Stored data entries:
Content starts

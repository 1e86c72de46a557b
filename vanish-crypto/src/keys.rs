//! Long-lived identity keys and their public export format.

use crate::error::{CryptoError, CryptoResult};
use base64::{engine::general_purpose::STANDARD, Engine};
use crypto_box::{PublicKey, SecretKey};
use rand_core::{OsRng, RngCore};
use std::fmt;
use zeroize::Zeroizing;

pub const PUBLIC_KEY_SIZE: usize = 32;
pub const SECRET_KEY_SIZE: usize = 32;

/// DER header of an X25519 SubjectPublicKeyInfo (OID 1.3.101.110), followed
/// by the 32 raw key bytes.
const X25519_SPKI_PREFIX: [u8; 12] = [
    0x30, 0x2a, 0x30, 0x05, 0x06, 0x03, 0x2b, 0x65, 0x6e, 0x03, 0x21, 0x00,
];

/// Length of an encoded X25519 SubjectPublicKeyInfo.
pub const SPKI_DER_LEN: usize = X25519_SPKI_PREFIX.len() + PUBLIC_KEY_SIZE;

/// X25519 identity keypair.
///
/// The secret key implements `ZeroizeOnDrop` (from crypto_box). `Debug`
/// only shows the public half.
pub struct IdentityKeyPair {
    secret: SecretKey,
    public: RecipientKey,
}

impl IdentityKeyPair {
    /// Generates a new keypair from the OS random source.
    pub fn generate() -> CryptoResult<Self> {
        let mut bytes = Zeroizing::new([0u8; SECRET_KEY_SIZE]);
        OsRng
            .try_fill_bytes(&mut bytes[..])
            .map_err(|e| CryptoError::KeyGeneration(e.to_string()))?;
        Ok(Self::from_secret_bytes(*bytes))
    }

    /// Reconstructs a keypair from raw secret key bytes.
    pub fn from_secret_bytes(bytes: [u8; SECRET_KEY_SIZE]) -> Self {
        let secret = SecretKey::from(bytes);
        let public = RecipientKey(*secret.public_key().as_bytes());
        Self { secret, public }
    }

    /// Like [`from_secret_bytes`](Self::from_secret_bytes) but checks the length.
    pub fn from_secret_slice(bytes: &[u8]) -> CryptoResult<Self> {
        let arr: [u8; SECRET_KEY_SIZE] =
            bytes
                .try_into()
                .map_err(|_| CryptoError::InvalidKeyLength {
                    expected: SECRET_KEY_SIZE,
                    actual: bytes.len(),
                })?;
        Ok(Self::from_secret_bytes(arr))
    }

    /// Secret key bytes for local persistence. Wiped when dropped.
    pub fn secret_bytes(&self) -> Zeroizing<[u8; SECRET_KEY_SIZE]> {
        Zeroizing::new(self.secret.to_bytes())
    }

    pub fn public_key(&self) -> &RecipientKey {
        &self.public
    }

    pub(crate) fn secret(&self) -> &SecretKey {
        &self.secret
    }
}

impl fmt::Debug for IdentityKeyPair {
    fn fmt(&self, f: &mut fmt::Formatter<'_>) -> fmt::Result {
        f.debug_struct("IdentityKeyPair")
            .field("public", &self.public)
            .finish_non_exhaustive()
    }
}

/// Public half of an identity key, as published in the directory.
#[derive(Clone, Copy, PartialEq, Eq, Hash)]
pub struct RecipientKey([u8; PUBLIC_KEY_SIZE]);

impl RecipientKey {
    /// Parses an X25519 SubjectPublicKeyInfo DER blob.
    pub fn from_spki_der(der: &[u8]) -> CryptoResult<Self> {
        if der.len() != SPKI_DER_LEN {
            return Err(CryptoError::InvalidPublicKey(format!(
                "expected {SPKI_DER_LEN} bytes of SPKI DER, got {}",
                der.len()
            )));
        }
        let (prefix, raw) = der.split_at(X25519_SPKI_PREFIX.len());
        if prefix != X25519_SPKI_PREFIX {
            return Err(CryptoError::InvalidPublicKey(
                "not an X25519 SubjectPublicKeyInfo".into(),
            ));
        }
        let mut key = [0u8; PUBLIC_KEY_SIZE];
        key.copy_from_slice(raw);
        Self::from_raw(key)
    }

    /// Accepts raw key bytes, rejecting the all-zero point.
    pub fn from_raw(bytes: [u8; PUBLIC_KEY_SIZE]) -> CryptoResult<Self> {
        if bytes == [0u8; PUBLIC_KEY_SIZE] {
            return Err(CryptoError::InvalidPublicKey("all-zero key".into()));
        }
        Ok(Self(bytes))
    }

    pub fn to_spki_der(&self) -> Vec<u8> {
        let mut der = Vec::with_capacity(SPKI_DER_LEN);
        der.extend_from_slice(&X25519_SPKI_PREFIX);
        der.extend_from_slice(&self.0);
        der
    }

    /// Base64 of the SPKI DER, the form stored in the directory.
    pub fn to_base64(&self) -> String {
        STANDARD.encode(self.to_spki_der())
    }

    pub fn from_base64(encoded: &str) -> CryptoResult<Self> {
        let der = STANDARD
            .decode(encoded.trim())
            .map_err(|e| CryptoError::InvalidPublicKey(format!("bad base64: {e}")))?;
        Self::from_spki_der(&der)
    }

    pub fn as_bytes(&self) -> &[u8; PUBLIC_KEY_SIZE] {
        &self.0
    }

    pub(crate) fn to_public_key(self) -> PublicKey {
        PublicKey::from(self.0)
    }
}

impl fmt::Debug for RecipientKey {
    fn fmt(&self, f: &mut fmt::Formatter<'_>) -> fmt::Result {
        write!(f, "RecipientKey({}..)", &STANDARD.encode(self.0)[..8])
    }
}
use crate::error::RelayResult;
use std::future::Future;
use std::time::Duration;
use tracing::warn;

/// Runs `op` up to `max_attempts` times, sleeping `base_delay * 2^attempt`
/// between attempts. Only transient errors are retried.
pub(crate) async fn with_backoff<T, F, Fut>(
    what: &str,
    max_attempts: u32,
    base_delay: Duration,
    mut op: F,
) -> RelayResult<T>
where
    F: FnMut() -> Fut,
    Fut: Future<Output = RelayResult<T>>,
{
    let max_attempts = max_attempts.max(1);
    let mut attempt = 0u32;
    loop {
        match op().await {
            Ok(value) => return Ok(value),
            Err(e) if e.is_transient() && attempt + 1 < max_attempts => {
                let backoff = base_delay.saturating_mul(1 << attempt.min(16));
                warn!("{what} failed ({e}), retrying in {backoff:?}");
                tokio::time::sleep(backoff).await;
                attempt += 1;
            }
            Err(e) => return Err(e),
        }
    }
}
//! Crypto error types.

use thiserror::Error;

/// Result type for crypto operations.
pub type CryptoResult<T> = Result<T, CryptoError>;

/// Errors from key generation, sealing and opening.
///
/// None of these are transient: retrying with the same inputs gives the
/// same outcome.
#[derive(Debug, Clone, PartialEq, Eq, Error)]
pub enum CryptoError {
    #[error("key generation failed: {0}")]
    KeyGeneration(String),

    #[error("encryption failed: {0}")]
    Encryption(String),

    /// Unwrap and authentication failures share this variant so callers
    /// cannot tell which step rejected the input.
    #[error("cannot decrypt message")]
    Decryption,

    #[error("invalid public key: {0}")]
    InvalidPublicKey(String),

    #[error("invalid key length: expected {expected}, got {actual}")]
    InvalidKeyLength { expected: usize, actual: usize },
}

Content ends

• [Required work]:
Print the lines above from the one with "let max_attempts = max_attempts.max(1);" through the one with "variant so callers", both included, exactly as written and nothing more.

• [Your solution]:
    let max_attempts = max_attempts.max(1);
    let mut attempt = 0u32;
    loop {
        match op().await {
            Ok(value) => return Ok(value),
            Err(e) if e.is_transient() && attempt + 1 < max_attempts => {
                let backoff = base_delay.saturating_mul(1 << attempt.min(16));
                warn!("{what} failed ({e}), retrying in {backoff:?}");
                tokio::time::sleep(backoff).await;
                attempt += 1;
            }
            Err(e) => return Err(e),
        }
    }
}
//! Crypto error types.

use thiserror::Error;

/// Result type for crypto operations.
pub type CryptoResult<T> = Result<T, CryptoError>;

/// Errors from key generation, sealing and opening.
///
/// None of these are transient: retrying with the same inputs gives the
/// same outcome.
#[derive(Debug, Clone, PartialEq, Eq, Error)]
pub enum CryptoError {
    #[error("key generation failed: {0}")]
    KeyGeneration(String),

    #[error("encryption failed: {0}")]
    Encryption(String),

    /// Unwrap and authentication failures share this variant so callers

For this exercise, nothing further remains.